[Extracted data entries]
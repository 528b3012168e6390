//! Rasterising cards with tiny-skia and the font8x8 bitmap font.

use super::layout::{wrap_text, GridLayout, CARD_HEIGHT, CARD_WIDTH};
use crate::agent::{Agent, Scope};
use crate::error::{CrewError, Result};
use font8x8::{UnicodeFonts, BASIC_FONTS, LATIN_FONTS};
use std::collections::HashMap;
use tiny_skia::{
    Color, FillRule, FilterQuality, Mask, Paint, Path, PathBuilder, Pixmap, PixmapPaint, Rect,
    Transform,
};

const GLYPH: f32 = 8.0;
const CORNER: f32 = 18.0;
const AVATAR_RADIUS: f32 = 90.0;
const TAGLINE_LINES: usize = 5;

#[derive(Debug, Clone, Copy, PartialEq, Eq)]
struct Rgb(u8, u8, u8);

const CANVAS: Rgb = Rgb(0xF4, 0xF1, 0xEA);
const INK: Rgb = Rgb(0x22, 0x22, 0x2A);
const MUTED: Rgb = Rgb(0x5A, 0x5A, 0x66);
const WHITE: Rgb = Rgb(0xFF, 0xFF, 0xFF);
const DEFAULT_TINT: Rgb = Rgb(0x8C, 0x9E, 0xB5);
const BADGE: Rgb = Rgb(0xD9, 0x7A, 0x2B);

/// Accent colour for an agent's `color` tag; named colours or `#rrggbb`.
fn tint_for(tag: Option<&str>) -> Rgb {
    let Some(tag) = tag.map(|t| t.trim().to_ascii_lowercase()) else {
        return DEFAULT_TINT;
    };
    match tag.as_str() {
        "red" => Rgb(0xE0, 0x5A, 0x5A),
        "orange" => Rgb(0xEE, 0x8E, 0x3C),
        "yellow" => Rgb(0xE8, 0xC5, 0x3A),
        "green" => Rgb(0x5B, 0xB0, 0x6A),
        "cyan" => Rgb(0x3F, 0xB8, 0xC4),
        "blue" => Rgb(0x4A, 0x7F, 0xD8),
        "purple" => Rgb(0x8E, 0x63, 0xD2),
        "pink" => Rgb(0xE0, 0x6F, 0xB0),
        "gray" | "grey" => Rgb(0x9A, 0x9A, 0xA4),
        hex => parse_hex(hex).unwrap_or(DEFAULT_TINT),
    }
}

fn parse_hex(raw: &str) -> Option<Rgb> {
    let hex = raw.strip_prefix('#')?;
    if hex.len() != 6 {
        return None;
    }
    let byte = |i: usize| u8::from_str_radix(hex.get(i..i + 2)?, 16).ok();
    Some(Rgb(byte(0)?, byte(2)?, byte(4)?))
}

/// Blend `c` toward white by `amount` (0 = unchanged, 1 = white).
fn lighten(c: Rgb, amount: f32) -> Rgb {
    let mix = |v: u8| (v as f32 + (255.0 - v as f32) * amount).round() as u8;
    Rgb(mix(c.0), mix(c.1), mix(c.2))
}

fn paint(c: Rgb, alpha: u8) -> Paint<'static> {
    let mut p = Paint::default();
    p.set_color_rgba8(c.0, c.1, c.2, alpha);
    p.anti_alias = true;
    p
}

fn rounded_rect(x: f32, y: f32, w: f32, h: f32, r: f32) -> Option<Path> {
    let r = r.min(w / 2.0).min(h / 2.0);
    let mut pb = PathBuilder::new();
    pb.move_to(x + r, y);
    pb.line_to(x + w - r, y);
    pb.quad_to(x + w, y, x + w, y + r);
    pb.line_to(x + w, y + h - r);
    pb.quad_to(x + w, y + h, x + w - r, y + h);
    pb.line_to(x + r, y + h);
    pb.quad_to(x, y + h, x, y + h - r);
    pb.line_to(x, y + r);
    pb.quad_to(x, y, x + r, y);
    pb.close();
    pb.finish()
}

// ---------------------------------------------------------------------------
// Text
// ---------------------------------------------------------------------------

/// Glyph-safe copy of `text`; the bitmap font has no ellipsis.
fn printable(text: &str) -> String {
    text.replace('…', "...")
}

fn glyph(c: char) -> [u8; 8] {
    BASIC_FONTS
        .get(c)
        .or_else(|| LATIN_FONTS.get(c))
        .or_else(|| BASIC_FONTS.get('?'))
        .unwrap_or([0; 8])
}

pub(crate) fn text_width(text: &str, scale: f32) -> f32 {
    printable(text).chars().count() as f32 * GLYPH * scale
}

/// Cut `text` to fit `max_width`, marking the cut with `...`.
fn fit(text: &str, max_width: f32, scale: f32) -> String {
    if text_width(text, scale) <= max_width {
        return text.to_string();
    }
    let room = ((max_width / (GLYPH * scale)) as usize).saturating_sub(3);
    let mut cut: String = text.chars().take(room).collect();
    cut.push_str("...");
    cut
}

fn draw_text(pixmap: &mut Pixmap, text: &str, x: f32, y: f32, scale: f32, color: Rgb) {
    let p = paint(color, 255);
    for (i, c) in printable(text).chars().enumerate() {
        let gx = x + i as f32 * GLYPH * scale;
        for (row, bits) in glyph(c).iter().enumerate() {
            for col in 0..8u8 {
                if bits & (1u8 << col) == 0 {
                    continue;
                }
                if let Some(rect) = Rect::from_xywh(
                    gx + col as f32 * scale,
                    y + row as f32 * scale,
                    scale,
                    scale,
                ) {
                    pixmap.fill_rect(rect, &p, Transform::identity(), None);
                }
            }
        }
    }
}

fn draw_text_centered(pixmap: &mut Pixmap, text: &str, cx: f32, y: f32, scale: f32, color: Rgb) {
    let x = cx - text_width(text, scale) / 2.0;
    draw_text(pixmap, text, x, y, scale, color);
}

// ---------------------------------------------------------------------------
// Cards
// ---------------------------------------------------------------------------

fn fill(pixmap: &mut Pixmap, path: Option<Path>, color: Rgb, alpha: u8) {
    if let Some(path) = path {
        pixmap.fill_path(&path, &paint(color, alpha), FillRule::Winding, Transform::identity(), None);
    }
}

fn draw_avatar(pixmap: &mut Pixmap, agent: &Agent, avatar: Option<&Pixmap>, cx: f32, cy: f32, tint: Rgb) {
    let circle = PathBuilder::from_circle(cx, cy, AVATAR_RADIUS);

    if let (Some(image), Some(circle)) = (avatar, circle.as_ref()) {
        if let Some(mut mask) = Mask::new(pixmap.width(), pixmap.height()) {
            mask.fill_path(circle, FillRule::Winding, true, Transform::identity());
            let diameter = AVATAR_RADIUS * 2.0;
            let sx = diameter / image.width() as f32;
            let sy = diameter / image.height() as f32;
            let transform = Transform::from_scale(sx, sy)
                .post_translate(cx - AVATAR_RADIUS, cy - AVATAR_RADIUS);
            fill(pixmap, Some(circle.clone()), WHITE, 255);
            pixmap.draw_pixmap(
                0,
                0,
                image.as_ref(),
                &PixmapPaint {
                    quality: FilterQuality::Bicubic,
                    ..PixmapPaint::default()
                },
                transform,
                Some(&mask),
            );
            return;
        }
    }

    fill(pixmap, circle, lighten(tint, 0.35), 255);
    let initial = agent
        .display_name()
        .chars()
        .next()
        .map(|c| c.to_uppercase().to_string())
        .unwrap_or_else(|| "?".into());
    let scale = 8.0;
    draw_text_centered(pixmap, &initial, cx, cy - GLYPH * scale / 2.0, scale, WHITE);
}

fn draw_card(pixmap: &mut Pixmap, agent: &Agent, avatar: Option<&Pixmap>, x: f32, y: f32) {
    let w = CARD_WIDTH as f32;
    let h = CARD_HEIGHT as f32;
    let cx = x + w / 2.0;
    let tint = tint_for(agent.color.as_deref());

    // Shadow, body, and the lanyard notch.
    fill(pixmap, rounded_rect(x + 4.0, y + 6.0, w, h, CORNER), INK, 40);
    fill(pixmap, rounded_rect(x, y, w, h, CORNER), lighten(tint, 0.75), 255);
    fill(pixmap, rounded_rect(x + CORNER, y, w - 2.0 * CORNER, 6.0, 3.0), tint, 255);
    fill(pixmap, rounded_rect(cx - 22.0, y + 18.0, 44.0, 10.0, 5.0), CANVAS, 255);

    // Name pill.
    let name = fit(agent.display_name(), w - 48.0, 2.0);
    let pill_w = text_width(&name, 2.0) + 24.0;
    fill(pixmap, rounded_rect(cx - pill_w / 2.0, y + 40.0, pill_w, 32.0, 16.0), INK, 255);
    draw_text_centered(pixmap, &name, cx, y + 48.0, 2.0, WHITE);

    if agent.scope() == Scope::Project {
        let label = "PROJECT";
        let bw = text_width(label, 1.0) + 12.0;
        fill(pixmap, rounded_rect(x + w - bw - 12.0, y + 16.0, bw, 16.0, 8.0), BADGE, 255);
        draw_text(pixmap, label, x + w - bw - 6.0, y + 20.0, 1.0, WHITE);
    }

    draw_avatar(pixmap, agent, avatar, cx, y + 180.0, tint);

    // Identifier and tagline.
    let title = fit(&agent.name, w - 32.0, 2.0);
    draw_text_centered(pixmap, &title, cx, y + 290.0, 2.0, INK);

    let tagline = agent
        .persona
        .as_ref()
        .map(|p| p.tagline.as_str())
        .filter(|t| !t.is_empty())
        .unwrap_or(agent.description.as_str());
    let lines = wrap_text(tagline, w - 40.0, |s| text_width(s, 2.0));
    for (i, line) in lines.iter().take(TAGLINE_LINES).enumerate() {
        let line = if i + 1 == TAGLINE_LINES && lines.len() > TAGLINE_LINES {
            fit(&format!("{line}..."), w - 40.0, 2.0)
        } else {
            fit(line, w - 40.0, 2.0)
        };
        draw_text_centered(pixmap, &line, cx, y + 326.0 + i as f32 * 22.0, 2.0, MUTED);
    }
}

/// Render every agent onto one sheet and encode it as PNG. `avatars` is
/// keyed by agent identifier; agents without an image get a placeholder.
pub fn render_cards(agents: &[Agent], avatars: &HashMap<String, Pixmap>) -> Result<Vec<u8>> {
    let grid = GridLayout::new(agents.len());
    let mut pixmap = Pixmap::new(grid.width, grid.height).ok_or_else(|| {
        CrewError::Render(format!("cannot allocate a {}x{} canvas", grid.width, grid.height))
    })?;
    pixmap.fill(Color::from_rgba8(CANVAS.0, CANVAS.1, CANVAS.2, 255));

    for (i, agent) in agents.iter().enumerate() {
        let (x, y) = grid.card_origin(i);
        draw_card(&mut pixmap, agent, avatars.get(&agent.name), x, y);
    }

    tracing::debug!(cards = agents.len(), width = grid.width, height = grid.height, "rendered card sheet");
    pixmap.encode_png().map_err(|e| CrewError::Render(e.to_string()))
}

#[cfg(test)]
mod tests {
    use super::*;
    use crate::agent::AgentSource;
    use std::path::Path;

    const PNG_MAGIC: [u8; 8] = [0x89, b'P', b'N', b'G', 0x0D, 0x0A, 0x1A, 0x0A];

    fn agent(name: &str, scope: Scope, color: &str) -> Agent {
        Agent::from_markdown(
            Path::new(&format!("{name}.md")),
            &format!("---\ndescription: A rather long description that needs wrapping across several lines of the card.\ncolor: {color}\n---\n"),
            AgentSource::Agent { scope },
        )
    }

    #[test]
    fn colour_tags() {
        assert_eq!(tint_for(Some("Blue")), Rgb(0x4A, 0x7F, 0xD8));
        assert_eq!(tint_for(Some("#102030")), Rgb(0x10, 0x20, 0x30));
        assert_eq!(tint_for(Some("#zz")), DEFAULT_TINT);
        assert_eq!(tint_for(None), DEFAULT_TINT);
    }

    #[test]
    fn fit_truncates_long_text() {
        assert_eq!(fit("short", 100.0, 1.0), "short");
        let cut = fit("a-very-long-identifier", 80.0, 1.0);
        assert_eq!(cut, "a-very-...");
        assert!(text_width(&cut, 1.0) <= 80.0);
    }

    #[test]
    fn renders_png_with_grid_dimensions() {
        let agents = vec![
            agent("reviewer", Scope::Project, "blue"),
            agent("tester", Scope::User, "#44aa88"),
            agent("écrivain", Scope::User, "nope"),
        ];
        let mut avatars = HashMap::new();
        let mut face = Pixmap::new(256, 256).unwrap();
        face.fill(Color::from_rgba8(200, 100, 50, 255));
        avatars.insert("reviewer".to_string(), face);

        let png = render_cards(&agents, &avatars).unwrap();
        assert_eq!(&png[..8], &PNG_MAGIC);

        let decoded = Pixmap::decode_png(&png).unwrap();
        let grid = GridLayout::new(3);
        assert_eq!((decoded.width(), decoded.height()), (grid.width, grid.height));
    }

    #[test]
    fn renders_empty_sheet() {
        let png = render_cards(&[], &HashMap::new()).unwrap();
        assert_eq!(&png[..8], &PNG_MAGIC);
    }
}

Activity:
The answer must consist of every line from the data that contains the word "face".

Your response:
        let mut face = Pixmap::new(256, 256).unwrap();
        face.fill(Color::from_rgba8(200, 100, 50, 255));
        avatars.insert("reviewer".to_string(), face);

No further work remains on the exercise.